In 2000, area voters backed a sales tax for investment in, and connecting, some of the region’s rivers and parks. The funds allow Greenway to collaborate with partners and groups to build, care for and create a network of greenways.
The agency is also accountable to taxpayers through annual reports, collaborative regional plans every five years and the required ongoing community engagement.
In 2013, voters dedicated additional funds that support local parks departments, greenways and the transformation of the area surrounding the Gateway Arch, known as the CityArchRiver Project. Greenway is one of six partners in the CityArchRiver Alliance team.
“One of the challenges is to bring some of these partners and working groups together early so that we are working on this at the same time,” Klues said.
For Kalambayi Andenet, president of the International People’s Democratic Uhuru Movement, caution is the pathway to partnerships that come from outside of a struggling black community.
“These things sound great, but these are ultimately plans that they’ve used in place like D.C. that used to be chocolate cities, but now African people have been pushed out of their communities,” Andenet said.
“So if we’re going to do a greenway and put these things in, we have to make sure that it is not at the expense of the people that live here,” she said. “We can’t just be buying things from them, we need to know how it fits into building black businesses and building economic commerce within our communities where the black dollars stay in our community.”

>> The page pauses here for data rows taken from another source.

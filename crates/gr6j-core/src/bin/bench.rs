/// GR6J core benchmarks: single-unit simulation and calibration batches.
///
/// Uses std::time::Instant for timing, a seeded ChaCha generator for data and
/// std::hint::black_box to prevent dead-code elimination. Set `RUST_LOG` to
/// see the library logs.
use std::error::Error;
use std::hint::black_box;
use std::time::{Duration, Instant};

use chrono::NaiveDate;
use rand::{Rng, SeedableRng};
use rand_chacha::ChaCha8Rng;

use gr6j_core::forcing::Forcing;
use gr6j_core::gr6j::{self, Parameters, StoreLevels};
use gr6j_core::{Calibration, CalibrationInputs, CatchmentRanges, Gr6jError, ModelPeriod, RunOffUnit};

const REPEATS: usize = 7;

fn make_forcing(n: usize, seed: u64) -> (Vec<f64>, Vec<f64>) {
    let mut rng = ChaCha8Rng::seed_from_u64(seed);
    let precip = (0..n)
        .map(|_| {
            // dry two days out of three
            if rng.random::<f64>() < 0.66 {
                0.0
            } else {
                rng.random::<f64>() * 25.0
            }
        })
        .collect();
    let pet = (0..n).map(|_| 0.5 + rng.random::<f64>() * 4.5).collect();
    (precip, pet)
}

/// Run a closure `REPEATS` times, return the median duration.
fn median_time<F: FnMut()>(mut f: F) -> Duration {
    let mut times: Vec<Duration> = (0..REPEATS)
        .map(|_| {
            let start = Instant::now();
            f();
            start.elapsed()
        })
        .collect();
    times.sort();
    times[REPEATS / 2]
}

fn bench_run(sizes: &[usize]) -> Result<Vec<(String, Duration)>, Box<dyn Error>> {
    let params = Parameters::new(350.0, 0.0, 90.0, 1.7, 0.0, 5.0)?;
    let levels = StoreLevels::default();
    let mut results = Vec::new();

    for &n in sizes {
        let (precip, pet) = make_forcing(n, 42);
        let forcing: Vec<Forcing> = precip
            .into_iter()
            .zip(pet)
            .map(|(precip, pet)| Forcing { precip, pet })
            .collect();

        // Warmup
        black_box(gr6j::run(&params, &levels, &forcing));

        let dur = median_time(|| {
            black_box(gr6j::run(&params, &levels, &forcing));
        });
        results.push((format!("run n={n}"), dur));
    }
    Ok(results)
}

fn bench_calibration(samples: &[usize]) -> Result<Vec<(String, Duration)>, Box<dyn Error>> {
    let n = 3 * 365;
    let start = NaiveDate::from_ymd_opt(2000, 1, 1).ok_or("invalid start date")?;
    let time: Vec<NaiveDate> = start.iter_days().take(n).collect();
    let (precipitation, evapotranspiration) = make_forcing(n, 7);
    let observed: Vec<f64> = precipitation.iter().map(|p| 0.3 * p + 0.1).collect();
    let period = ModelPeriod::new(time[366], time[n - 1])?;
    let mut results = Vec::new();

    for &sample_size in samples {
        let calibration = Calibration::new(CalibrationInputs {
            time: time.clone(),
            precipitation: precipitation.clone(),
            evapotranspiration: evapotranspiration.clone(),
            units: vec![CatchmentRanges::new(100.0)?, CatchmentRanges::new(40.0)?],
            observed_run_off: observed.clone(),
            calibration_period: period,
            warmup_period: None,
            sample_size,
            seed: Some(42),
            run_off_unit: RunOffUnit::NoConversion,
            destination: None,
            keep_run_off: false,
        })?;

        let mut outcome: Result<(), Gr6jError> = Ok(());
        let dur = median_time(|| {
            if let Err(e) = calibration.run().map(black_box) {
                outcome = Err(e);
            }
        });
        outcome?;
        results.push((format!("calibrate s={sample_size}"), dur));
    }
    Ok(results)
}

fn main() -> Result<(), Box<dyn Error>> {
    env_logger::init();

    println!("GR6J Core Benchmarks");
    println!("============================================================");
    println!("{:<24} {:>12}", "Case", "Median (ms)");
    println!("--------------------------------------------");

    let mut all_results = bench_run(&[3650, 36500])?;
    all_results.extend(bench_calibration(&[50, 200])?);

    for (case, dur) in &all_results {
        let ms = dur.as_secs_f64() * 1000.0;
        println!("{:<24} {:>12.2}", case, ms);
    }

    println!("============================================================");
    Ok(())
}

In that regard, part of the project’s profile is to ask residents questions that relate to economic potential: Can this project spur or tie into other development? How would that benefit or harm the community, the environment or the experience?
The agency also considers equity impact, asking the questions: What is the history of this area or these people? Who might be impacted by this project? Are there potentially disproportionate impacts on communities of color or other groups? How might this project increase or decrease racial and other types of equity in the region?